There are many things we take for granted. One such thing that we never give second glance to ia the lock on our doors and other places. Today we have locks that don’t even need keys and yet these humble devices had to begin somewhere in life. Lowes has a wide range of locks for every purpose you can imagine. With Lowes Money Off Coupon from We Are Coupons you can save money on every lock you need. But for now what is the history of the humble lock?
Lock History Exists
History lovers rejoice! There is a history about locks, and it's a rich and colorful one. You don't need to switch on your cable TV stations. Just show up on-time for classes. I promise that you won't be asked any questions after reading. Let's just relax and read the Early History of the Lock. Data that is available (although there is no written record about who invented the first locks), shows that locks were developed by different societies and not as a result of trade or travel.
The evidence so far has shown that the oldest known locks are from the Egyptians. The lock was composed of three parts: a vertical beam with tumblers and a crossbeam made from wood, as well as a larger wooden key than the ones we see today.
Although they are beautiful in design, many Roman locks are not in existence today. Iron, the main metal used in Roman locks, corrodes and rusts, thus erasing most of their records from time. Because they were made as necklaces or rings, many of the keys are still available today. Romans used keys made of iron and bronze, as well as notched bolts in iron cases. The warded bit key lock, which is still used today in older homes, was another type of Roman lock. The spring loaded bolt is another type of Roman lock. Locks were highly sought after by merchants and politicians during times of great trade in the Roman Empire, particularly when Julius Caesar was alive.

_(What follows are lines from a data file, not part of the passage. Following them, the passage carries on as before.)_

//! SQLite access: schema snapshots for the cross-check and guarded execution.

use std::collections::HashSet;
use std::path::Path;

use anyhow::{Context, Error, Result, bail};
use rusqlite::types::Value as SqlValue;
use rusqlite::{Connection, OpenFlags, params_from_iter};
use serde_json::Value;

use crate::models::result::{Cell, QueryResult, Row};
use crate::models::schema::{ColumnSchema, DatabaseSchema, fold_name};

/// Opens an existing database file without write access.
pub fn open_read_only(path: &Path) -> Result<Connection> {
    if !path.is_file() {
        bail!("sqlite database does not exist: {}", path.display());
    }

    Connection::open_with_flags(
        path,
        OpenFlags::SQLITE_OPEN_READ_ONLY | OpenFlags::SQLITE_OPEN_NO_MUTEX,
    )
    .with_context(|| format!("failed to open sqlite database read-only: {}", path.display()))
}

/// Tables and views of `connection`, ordered by name, without SQLite internals.
pub fn load_database_schema(connection: &Connection) -> Result<Vec<DatabaseSchema>> {
    let mut statement = connection
        .prepare(
            "SELECT name
             FROM sqlite_schema
             WHERE type IN ('table', 'view')
             ORDER BY name ASC",
        )
        .context("failed to prepare sqlite_schema introspection query")?;

    let names = statement
        .query_map([], |row| row.get::<usize, String>(0))
        .context("failed to execute sqlite_schema introspection query")?;

    let mut tables = Vec::new();
    for name in names {
        let name = name.context("failed to decode sqlite_schema row")?;
        if is_internal_schema_object(&name) {
            continue;
        }
        let columns = load_schema_columns(connection, &name)?;
        tables.push(DatabaseSchema::new(name, columns));
    }

    tracing::debug!(tables = tables.len(), "loaded sqlite schema snapshot");
    Ok(tables)
}

fn load_schema_columns(connection: &Connection, object_name: &str) -> Result<Vec<ColumnSchema>> {
    let pragma_sql = format!("PRAGMA table_info({})", sqlite_single_quoted(object_name));
    let mut statement = connection
        .prepare(&pragma_sql)
        .with_context(|| format!("failed to prepare column introspection for `{object_name}`"))?;

    let column_rows = statement
        .query_map([], |row| {
            Ok(ColumnSchema::new(
                row.get::<usize, String>(1)?,
                row.get::<usize, Option<String>>(2)?.unwrap_or_default(),
                row.get::<usize, i64>(3)? == 0,
            ))
        })
        .with_context(|| format!("failed to execute column introspection for `{object_name}`"))?;

    column_rows
        .map(|row| row.context("failed to decode schema column row"))
        .collect()
}

fn is_internal_schema_object(object_name: &str) -> bool {
    object_name.starts_with("sqlite_")
}

fn sqlite_single_quoted(value: &str) -> String {
    format!("'{}'", value.replace('\'', "''"))
}

/// Reads a `DatabaseSchema[]` JSON document. Table names must be unique
/// ignoring case.
pub fn load_schema_file(path: &Path) -> Result<Vec<DatabaseSchema>> {
    let raw = std::fs::read_to_string(path)
        .with_context(|| format!("failed to read schema file: {}", path.display()))?;
    let tables: Vec<DatabaseSchema> = serde_json::from_str(&raw)
        .with_context(|| format!("schema file is not a DatabaseSchema[] document: {}", path.display()))?;

    let mut seen = HashSet::new();
    for table in &tables {
        if !seen.insert(fold_name(&table.table_name)) {
            bail!(
                "schema file lists table `{}` more than once: {}",
                table.table_name,
                path.display()
            );
        }
    }

    Ok(tables)
}

/// Runs one statement that SQLite itself reports as read-only, stopping after
/// `row_cap` rows.
pub fn execute_read_only_query(
    connection: &Connection,
    sql: &str,
    params: &[SqlValue],
    row_cap: usize,
) -> Result<QueryResult> {
    let mut statement = connection
        .prepare(sql)
        .map_err(|error| Error::new(error).context("failed to prepare query"))?;
    if !statement.readonly() {
        bail!("sqlite reports the statement as not read-only");
    }

    let columns = statement
        .column_names()
        .iter()
        .map(ToString::to_string)
        .collect::<Vec<_>>();

    let mut rows = statement
        .query(params_from_iter(params.iter()))
        .map_err(|error| Error::new(error).context("failed to execute query"))?;
    let mut result_rows = Vec::new();
    let mut truncated = false;
    while let Some(row) = rows
        .next()
        .map_err(|error| Error::new(error).context("failed to fetch query row"))?
    {
        if result_rows.len() >= row_cap {
            truncated = true;
            break;
        }

        let mut record = Row::new();
        for (index, column_name) in columns.iter().enumerate() {
            let value = row
                .get::<usize, SqlValue>(index)
                .map_err(|error| Error::new(error).context("failed to decode query column"))?;
            record.insert(column_name.clone(), cell_from_sql(value));
        }
        result_rows.push(record);
    }

    Ok(QueryResult {
        columns,
        row_count: result_rows.len(),
        rows: result_rows,
        truncated,
    })
}

/// Accepts a JSON array of scalars, a single scalar, or nothing.
pub fn parse_query_params(params_json: Option<&str>) -> Result<Vec<SqlValue>> {
    let Some(raw) = params_json else {
        return Ok(Vec::new());
    };
    let trimmed = raw.trim();
    if trimmed.is_empty() {
        return Ok(Vec::new());
    }

    let parsed =
        serde_json::from_str::<Value>(trimmed).context("params must be valid JSON if provided")?;
    match parsed {
        Value::Null => Ok(Vec::new()),
        Value::Array(values) => values
            .into_iter()
            .map(sql_value_from_json)
            .collect::<Result<Vec<_>>>(),
        value => Ok(vec![sql_value_from_json(value)?]),
    }
}

fn sql_value_from_json(value: Value) -> Result<SqlValue> {
    match value {
        Value::Null => Ok(SqlValue::Null),
        Value::Bool(flag) => Ok(SqlValue::Integer(i64::from(flag))),
        Value::Number(number) => {
            if let Some(integer) = number.as_i64() {
                Ok(SqlValue::Integer(integer))
            } else if let Some(real) = number.as_f64() {
                Ok(SqlValue::Real(real))
            } else {
                bail!("unsupported numeric param value: {number}")
            }
        }
        Value::String(text) => Ok(SqlValue::Text(text)),
        Value::Array(_) | Value::Object(_) => bail!("params entries must be scalar JSON values"),
    }
}

fn cell_from_sql(value: SqlValue) -> Cell {
    match value {
        SqlValue::Null => Cell::Null,
        SqlValue::Integer(value) => Cell::Integer(value),
        SqlValue::Real(value) => Cell::Real(value),
        SqlValue::Text(value) => Cell::Text(value),
        SqlValue::Blob(value) => Cell::Text(encode_blob_hex(&value)),
    }
}

fn encode_blob_hex(bytes: &[u8]) -> String {
    const HEX: &[u8; 16] = b"0123456789abcdef";
    let mut output = String::with_capacity(bytes.len() * 2);
    for byte in bytes {
        output.push(char::from(HEX[usize::from(byte >> 4)]));
        output.push(char::from(HEX[usize::from(byte & 0x0f)]));
    }
    output
}

#[cfg(test)]
mod tests {
    use rusqlite::types::Value as SqlValue;

    use super::{encode_blob_hex, parse_query_params, sqlite_single_quoted};

    #[test]
    fn params_accept_arrays_scalars_and_nothing() {
        assert!(parse_query_params(None).expect("no params").is_empty());
        assert!(parse_query_params(Some("  ")).expect("blank params").is_empty());
        assert_eq!(
            parse_query_params(Some("[1, \"a\", true, null, 2.5]")).expect("array params"),
            vec![
                SqlValue::Integer(1),
                SqlValue::Text("a".to_string()),
                SqlValue::Integer(1),
                SqlValue::Null,
                SqlValue::Real(2.5),
            ]
        );
        assert_eq!(
            parse_query_params(Some("7")).expect("scalar param"),
            vec![SqlValue::Integer(7)]
        );
    }

    #[test]
    fn params_reject_nested_values() {
        let err = parse_query_params(Some("[[1]]")).expect_err("nested params must fail");
        assert!(err.to_string().contains("scalar"), "unexpected error: {err}");
    }

    #[test]
    fn quotes_object_names_for_pragmas() {
        assert_eq!(sqlite_single_quoted("it's"), "'it''s'");
    }

    #[test]
    fn blobs_render_as_lowercase_hex() {
        assert_eq!(encode_blob_hex(&[0x00, 0xab, 0x7f]), "00ab7f");
    }
}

The Greek locks, similar to those used by the Romans, were secured using ropes that were tied with elaborate knots. These cleverly knotted knots, also known as a notched bolt, are not the most secure and easy to defeat. They were operated using a blade of an iron sickle-shaped key, approximately twelve inches long, and inserted into the key slot. The key was then turned one hundred and eighty degrees. This lock was easy to break using a variety of keys. The archaeological evidence shows that the bolt was used to secure the interior of the lock for extra security.
Another nation is also credited with inventing locks: the Chinese. The padlock was invented by the Romans, but the Chinese may have created it independently.